WORK TO BE COMPLETED: Whenever "SqlitePoolOptions" appears in a line, please copy that line from the data.

··· MATERIAL FOR THE TASK ···

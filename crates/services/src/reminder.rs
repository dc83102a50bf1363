use std::sync::{Arc, Mutex, MutexGuard, PoisonError};

use chrono::{DateTime, Utc};
use rand::Rng;
use rand::seq::IndexedRandom;
use tokio::task::JoinHandle;
use tracing::{debug, warn};

use orfo_core::Clock;
use orfo_core::model::{MistakeRecord, Question, ReminderTime, UserId};
use storage::repository::{LedgerRepository, ScheduleRepository, ToggleOutcome};

use crate::error::ReminderError;
use crate::notify::Notifier;
use crate::quiz::QuestionPrompt;
use crate::session::Session;
use crate::store::SessionStore;

/// Tick period of the scheduler clock.
pub const TICK_PERIOD_SECS: u64 = 60;

/// The single question a scheduled reminder asks, held in the session store
/// until answered or swept.
#[derive(Debug, Clone, PartialEq, Eq)]
pub struct ReminderAsk {
    pub category: String,
    pub pair: String,
    pub correct: String,
    pub prompt: QuestionPrompt,
}

/// Terminal outcome of a reminder answer.
#[derive(Debug, Clone, PartialEq, Eq)]
pub enum ReminderOutcome {
    /// The ledger entry was decremented; 0 means it is gone.
    Correct { remaining: u32 },
    Wrong { correct: String, count: u32 },
}

/// Weighted draw over ledger entries: weight is the mistake count, so
/// entries with more mistakes are proportionally more likely. Counts are
/// always ≥ 1, so a zero-weight draw cannot occur.
///
/// # Errors
///
/// Returns the underlying distribution error message for an empty slice.
pub fn pick_weighted<'a>(
    entries: &'a [MistakeRecord],
    rng: &mut impl Rng,
) -> Result<&'a MistakeRecord, String> {
    entries
        .choose_weighted(rng, |record| record.count)
        .map_err(|e| e.to_string())
}

fn lock<T>(m: &Mutex<T>) -> MutexGuard<'_, T> {
    m.lock().unwrap_or_else(PoisonError::into_inner)
}

//
// ─── SCHEDULER ─────────────────────────────────────────────────────────────────
//

/// Minute-granularity reminder dispatch.
///
/// Each tick handles the current `HH:MM` slot at most once, picks one
/// weighted mistake per due user, supersedes any dangling reminder prompt
/// and pushes the new one through the notifier. Delivery failures are
/// logged and otherwise ignored.
pub struct ReminderScheduler {
    clock: Clock,
    ledger: Arc<dyn LedgerRepository>,
    schedule: Arc<dyn ScheduleRepository>,
    sessions: SessionStore,
    notifier: Arc<dyn Notifier>,
    last_slot: Mutex<Option<ReminderTime>>,
}

impl ReminderScheduler {
    #[must_use]
    pub fn new(
        clock: Clock,
        ledger: Arc<dyn LedgerRepository>,
        schedule: Arc<dyn ScheduleRepository>,
        sessions: SessionStore,
        notifier: Arc<dyn Notifier>,
    ) -> Self {
        Self {
            clock,
            ledger,
            schedule,
            sessions,
            notifier,
            last_slot: Mutex::new(None),
        }
    }

    /// One tick at the clock's current time.
    ///
    /// # Errors
    ///
    /// Returns `ReminderError::Storage` on repository failures.
    pub async fn tick(&self) -> Result<usize, ReminderError> {
        self.tick_at(self.clock.now()).await
    }

    /// One tick at an explicit time. Returns how many reminders were
    /// dispatched; a repeated tick inside the same minute slot is a no-op.
    ///
    /// # Errors
    ///
    /// Returns `ReminderError::Storage` on repository failures.
    pub async fn tick_at(&self, now: DateTime<Utc>) -> Result<usize, ReminderError> {
        let slot = ReminderTime::from_datetime(now);
        {
            let mut last = lock(&self.last_slot);
            if *last == Some(slot) {
                return Ok(0);
            }
            *last = Some(slot);
        }

        let users = self.schedule.users_at(slot).await?;
        let mut dispatched = 0;
        for user in users {
            let _gate = self.sessions.guard(&user).await;
            let entries = self.ledger.entries(&user, None).await?;
            if entries.is_empty() {
                debug!(user = %user, "ledger empty, skipping reminder");
                continue;
            }

            let record = {
                let mut rng = rand::rng();
                pick_weighted(&entries, &mut rng)
                    .map_err(ReminderError::Selection)?
                    .clone()
            };
            let Some(question) = Question::from_pair_key(&record.pair) else {
                warn!(user = %user, pair = %record.pair, "malformed ledger pair, skipping");
                continue;
            };

            let ask = {
                let mut rng = rand::rng();
                ReminderAsk {
                    category: record.category.clone(),
                    pair: record.pair.clone(),
                    correct: question.back().to_owned(),
                    prompt: QuestionPrompt::present(&question, &mut rng),
                }
            };

            // A dangling prompt from an earlier tick is discarded here.
            self.sessions
                .set(&user, Session::ReminderQuiz(ask.clone()), now);
            if let Err(e) = self.notifier.deliver(&user, &ask).await {
                warn!(user = %user, error = %e, "reminder delivery failed");
            }
            dispatched += 1;
        }

        if dispatched > 0 {
            debug!(slot = %slot, dispatched, "reminder slot handled");
        }
        Ok(dispatched)
    }

    /// Applies the answer to a pending reminder. Single-question and
    /// terminal: the session ends either way.
    ///
    /// # Errors
    ///
    /// Returns `ReminderError::Stale` when no reminder is pending.
    pub async fn answer(
        &self,
        user: &UserId,
        input: &str,
    ) -> Result<ReminderOutcome, ReminderError> {
        let _gate = self.sessions.guard(user).await;
        let stored = self.sessions.take(user).ok_or(ReminderError::Stale)?;
        let ask = match stored.session {
            Session::ReminderQuiz(ask) => ask,
            other => {
                self.sessions.put_back(user, other, stored.stored_at);
                return Err(ReminderError::Stale);
            }
        };

        if input.trim() == ask.correct {
            let remaining = self
                .ledger
                .decrement_or_remove(user, &ask.category, &ask.pair)
                .await?;
            Ok(ReminderOutcome::Correct { remaining })
        } else {
            let count = self
                .ledger
                .increment(user, &ask.category, &ask.pair)
                .await?;
            Ok(ReminderOutcome::Wrong {
                correct: ask.correct,
                count,
            })
        }
    }
}

/// Spawns the minute tick loop.
pub fn spawn_scheduler(scheduler: Arc<ReminderScheduler>) -> JoinHandle<()> {
    tokio::spawn(async move {
        let mut interval =
            tokio::time::interval(std::time::Duration::from_secs(TICK_PERIOD_SECS));
        interval.set_missed_tick_behavior(tokio::time::MissedTickBehavior::Skip);
        loop {
            interval.tick().await;
            if let Err(e) = scheduler.tick().await {
                warn!(error = %e, "reminder tick failed");
            }
        }
    })
}

//
// ─── SCHEDULE CONFIGURATION ────────────────────────────────────────────────────
//

/// Toggle-semantics schedule configuration: submitting an existing time
/// removes it instead of duplicating it.
#[derive(Clone)]
pub struct ScheduleService {
    schedule: Arc<dyn ScheduleRepository>,
}

impl ScheduleService {
    #[must_use]
    pub fn new(schedule: Arc<dyn ScheduleRepository>) -> Self {
        Self { schedule }
    }

    /// Parses the submitted time and toggles it.
    ///
    /// # Errors
    ///
    /// Returns `ReminderError::Schedule` for anything but strict `HH:MM`;
    /// nothing is mutated then.
    pub async fn toggle(
        &self,
        user: &UserId,
        input: &str,
    ) -> Result<(ReminderTime, ToggleOutcome), ReminderError> {
        let at: ReminderTime = input.trim().parse()?;
        let outcome = self.schedule.toggle(user, at).await?;
        Ok((at, outcome))
    }

    /// The user's configured times, ascending.
    ///
    /// # Errors
    ///
    /// Returns `ReminderError::Storage` on repository failures.
    pub async fn times(&self, user: &UserId) -> Result<Vec<ReminderTime>, ReminderError> {
        Ok(self.schedule.times(user).await?)
    }
}

//
// ─── TESTS ─────────────────────────────────────────────────────────────────────
//

#[cfg(test)]
mod tests {
    use super::*;
    use rand::SeedableRng;
    use rand::rngs::StdRng;

    fn record(pair: &str, count: u32) -> MistakeRecord {
        MistakeRecord {
            category: "A".into(),
            pair: pair.into(),
            count,
        }
    }

    #[test]
    fn weighted_draw_follows_the_counts() {
        // Ledger {A:1, B:9}: B should be drawn roughly nine times as often.
        let entries = vec![record("a←x", 1), record("b←y", 9)];
        let mut rng = StdRng::seed_from_u64(42);
        let mut hits_b = 0usize;
        let draws = 10_000usize;
        for _ in 0..draws {
            if pick_weighted(&entries, &mut rng).unwrap().pair == "b←y" {
                hits_b += 1;
            }
        }
        let share = hits_b as f64 / draws as f64;
        assert!(
            (0.85..0.95).contains(&share),
            "expected ~0.9, got {share}"
        );
    }

    #[test]
    fn weighted_draw_over_single_entry_is_that_entry() {
        let entries = vec![record("a←x", 3)];
        let mut rng = StdRng::seed_from_u64(1);
        assert_eq!(pick_weighted(&entries, &mut rng).unwrap().pair, "a←x");
    }

    #[test]
    fn weighted_draw_over_empty_slice_fails() {
        let mut rng = StdRng::seed_from_u64(1);
        assert!(pick_weighted(&[], &mut rng).is_err());
    }
}
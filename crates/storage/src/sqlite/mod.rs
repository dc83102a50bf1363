use std::sync::Arc;
use std::time::Duration;

use sqlx::{SqlitePool, sqlite::SqlitePoolOptions};
use thiserror::Error;

use crate::repository::{
    CategoryRepository, LedgerRepository, PoolRepository, ScheduleRepository, Storage,
};

mod category_repo;
mod ledger_repo;
mod mapping;
mod migrate;
mod pool_repo;
mod schedule_repo;

/// `SQLite`-backed implementation of every repository.
#[derive(Clone)]
pub struct SqliteRepository {
    pool: SqlitePool,
}

#[derive(Debug, Error)]
#[non_exhaustive]
pub enum SqliteInitError {
    #[error(transparent)]
    Sqlx(#[from] sqlx::Error),
}

impl SqliteRepository {
    /// Connect to `SQLite` using the given URL.
    ///
    /// # Errors
    ///
    /// Returns `SqliteInitError` if the connection cannot be established or
    /// if enforcing foreign key constraints fails during setup.
    pub async fn connect(database_url: &str) -> Result<Self, SqliteInitError> {
        let pool = SqlitePoolOptions::new()
            .max_connections(5)
            .acquire_timeout(Duration::from_secs(5))
            .after_connect(|conn, _meta| {
                Box::pin(async move {
                    sqlx::query("PRAGMA foreign_keys = ON;")
                        .execute(&mut *conn)
                        .await?;
                    sqlx::query("PRAGMA journal_mode = WAL;")
                        .execute(&mut *conn)
                        .await?;
                    sqlx::query("PRAGMA busy_timeout = 5000;")
                        .execute(&mut *conn)
                        .await?;
                    Ok(())
                })
            })
            .connect(database_url)
            .await?;
        Ok(Self { pool })
    }

    #[must_use]
    pub fn pool(&self) -> &SqlitePool {
        &self.pool
    }

    /// Create tables if they do not exist.
    ///
    /// # Errors
    ///
    /// Returns `SqliteInitError` if migration queries fail.
    pub async fn migrate(&self) -> Result<(), SqliteInitError> {
        migrate::run_migrations(&self.pool).await
    }
}

impl Storage {
    /// Build a `Storage` backed by `SQLite`.
    ///
    /// # Errors
    ///
    /// Returns `SqliteInitError` if connection or migrations cannot be
    /// completed.
    pub async fn sqlite(database_url: &str) -> Result<Self, SqliteInitError> {
        let repo = SqliteRepository::connect(database_url).await?;
        repo.migrate().await?;
        let categories: Arc<dyn CategoryRepository> = Arc::new(repo.clone());
        let ledger: Arc<dyn LedgerRepository> = Arc::new(repo.clone());
        let schedule: Arc<dyn ScheduleRepository> = Arc::new(repo.clone());
        let pool: Arc<dyn PoolRepository> = Arc::new(repo);
        Ok(Self {
            categories,
            ledger,
            schedule,
            pool,
        })
    }
}

#[cfg(test)]
mod tests {
    use super::*;

    #[test]
    fn repository_is_send_sync() {
        fn assert_send_sync<T: Send + Sync>() {}
        assert_send_sync::<SqliteRepository>();
    }
}
#![forbid(unsafe_code)]

pub mod app_services;
pub mod catalog;
pub mod error;
pub mod global;
pub mod mistakes;
pub mod notify;
pub mod quiz;
pub mod reminder;
pub mod session;
pub mod store;

pub use orfo_core::Clock;

pub use app_services::{AppServices, BackgroundTasks};
pub use error::{
    AppServicesError, CatalogError, GlobalGameError, MistakeError, QuizError, ReminderError,
};
pub use notify::{Notifier, NotifyError, NullNotifier};
pub use quiz::{
    AnswerOutcome, MASTERY_TARGET, QuestionPrompt, QuizLoopService, QuizProgress, QuizReport,
    QuizSession, QuizStarted, ReportDelivery, Step,
};
pub use session::{Session, SessionMode};
pub use store::{SESSION_TTL_SECS, SessionStore};
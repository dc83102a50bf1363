use sqlx::Row;

use orfo_core::model::{Category, Question, UserId};

use super::SqliteRepository;
use super::mapping::{conn, question_from_row, ser};
use crate::repository::{CategoryRepository, StorageError};

impl SqliteRepository {
    async fn category_id(
        &self,
        user: &UserId,
        name: &str,
    ) -> Result<Option<i64>, StorageError> {
        let row = sqlx::query("SELECT id FROM categories WHERE user_id = ?1 AND name = ?2")
            .bind(user.as_str().to_owned())
            .bind(name.to_owned())
            .fetch_optional(&self.pool)
            .await
            .map_err(conn)?;
        match row {
            Some(row) => Ok(Some(row.try_get::<i64, _>("id").map_err(ser)?)),
            None => Ok(None),
        }
    }
}

#[async_trait::async_trait]
impl CategoryRepository for SqliteRepository {
    async fn category_names(&self, user: &UserId) -> Result<Vec<String>, StorageError> {
        let rows = sqlx::query("SELECT name FROM categories WHERE user_id = ?1 ORDER BY name")
            .bind(user.as_str().to_owned())
            .fetch_all(&self.pool)
            .await
            .map_err(conn)?;

        let mut names = Vec::with_capacity(rows.len());
        for row in rows {
            names.push(row.try_get::<String, _>("name").map_err(ser)?);
        }
        Ok(names)
    }

    async fn get_category(
        &self,
        user: &UserId,
        name: &str,
    ) -> Result<Option<Category>, StorageError> {
        let Some(id) = self.category_id(user, name).await? else {
            return Ok(None);
        };

        let rows = sqlx::query(
            r"
            SELECT front, back FROM questions
            WHERE category_id = ?1
            ORDER BY id ASC
            ",
        )
        .bind(id)
        .fetch_all(&self.pool)
        .await
        .map_err(conn)?;

        let mut questions = Vec::with_capacity(rows.len());
        for row in rows {
            questions.push(question_from_row(&row)?);
        }
        Category::new(name, questions).map(Some).map_err(ser)
    }

    async fn create_category(&self, user: &UserId, name: &str) -> Result<(), StorageError> {
        sqlx::query("INSERT INTO categories (user_id, name) VALUES (?1, ?2)")
            .bind(user.as_str().to_owned())
            .bind(name.to_owned())
            .execute(&self.pool)
            .await
            .map_err(|e| match &e {
                sqlx::Error::Database(db) if db.is_unique_violation() => StorageError::Conflict,
                _ => StorageError::Connection(e.to_string()),
            })?;
        Ok(())
    }

    async fn add_question(
        &self,
        user: &UserId,
        category: &str,
        question: &Question,
    ) -> Result<(), StorageError> {
        let id = self
            .category_id(user, category)
            .await?
            .ok_or(StorageError::NotFound)?;

        sqlx::query("INSERT INTO questions (category_id, front, back) VALUES (?1, ?2, ?3)")
            .bind(id)
            .bind(question.front().to_owned())
            .bind(question.back().to_owned())
            .execute(&self.pool)
            .await
            .map_err(conn)?;
        Ok(())
    }

    async fn replace_question(
        &self,
        user: &UserId,
        category: &str,
        old_pair: &str,
        question: &Question,
    ) -> Result<(), StorageError> {
        let id = self
            .category_id(user, category)
            .await?
            .ok_or(StorageError::NotFound)?;

        // Only the first match: duplicates are legal and edited one at a time.
        let res = sqlx::query(
            r"
            UPDATE questions SET front = ?1, back = ?2
            WHERE id = (
                SELECT MIN(id) FROM questions
                WHERE category_id = ?3 AND (front || '←' || back) = ?4
            )
            ",
        )
        .bind(question.front().to_owned())
        .bind(question.back().to_owned())
        .bind(id)
        .bind(old_pair.to_owned())
        .execute(&self.pool)
        .await
        .map_err(conn)?;

        if res.rows_affected() == 0 {
            return Err(StorageError::NotFound);
        }
        Ok(())
    }

    async fn remove_question(
        &self,
        user: &UserId,
        category: &str,
        pair: &str,
    ) -> Result<(), StorageError> {
        let id = self
            .category_id(user, category)
            .await?
            .ok_or(StorageError::NotFound)?;

        let res = sqlx::query(
            r"
            DELETE FROM questions
            WHERE id = (
                SELECT MIN(id) FROM questions
                WHERE category_id = ?1 AND (front || '←' || back) = ?2
            )
            ",
        )
        .bind(id)
        .bind(pair.to_owned())
        .execute(&self.pool)
        .await
        .map_err(conn)?;

        if res.rows_affected() == 0 {
            return Err(StorageError::NotFound);
        }
        Ok(())
    }

    async fn question_count(&self, user: &UserId, category: &str) -> Result<u32, StorageError> {
        let Some(id) = self.category_id(user, category).await? else {
            return Ok(0);
        };

        let row = sqlx::query("SELECT COUNT(*) AS n FROM questions WHERE category_id = ?1")
            .bind(id)
            .fetch_one(&self.pool)
            .await
            .map_err(conn)?;
        let n = row.try_get::<i64, _>("n").map_err(ser)?;
        u32::try_from(n).map_err(|_| StorageError::Serialization("count out of range".into()))
    }

    async fn delete_category(&self, user: &UserId, name: &str) -> Result<(), StorageError> {
        let res = sqlx::query("DELETE FROM categories WHERE user_id = ?1 AND name = ?2")
            .bind(user.as_str().to_owned())
            .bind(name.to_owned())
            .execute(&self.pool)
            .await
            .map_err(conn)?;

        if res.rows_affected() == 0 {
            return Err(StorageError::NotFound);
        }
        Ok(())
    }
}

···

FINISHED EXERCISE:
use sqlx::{SqlitePool, sqlite::SqlitePoolOptions};
        let pool = SqlitePoolOptions::new()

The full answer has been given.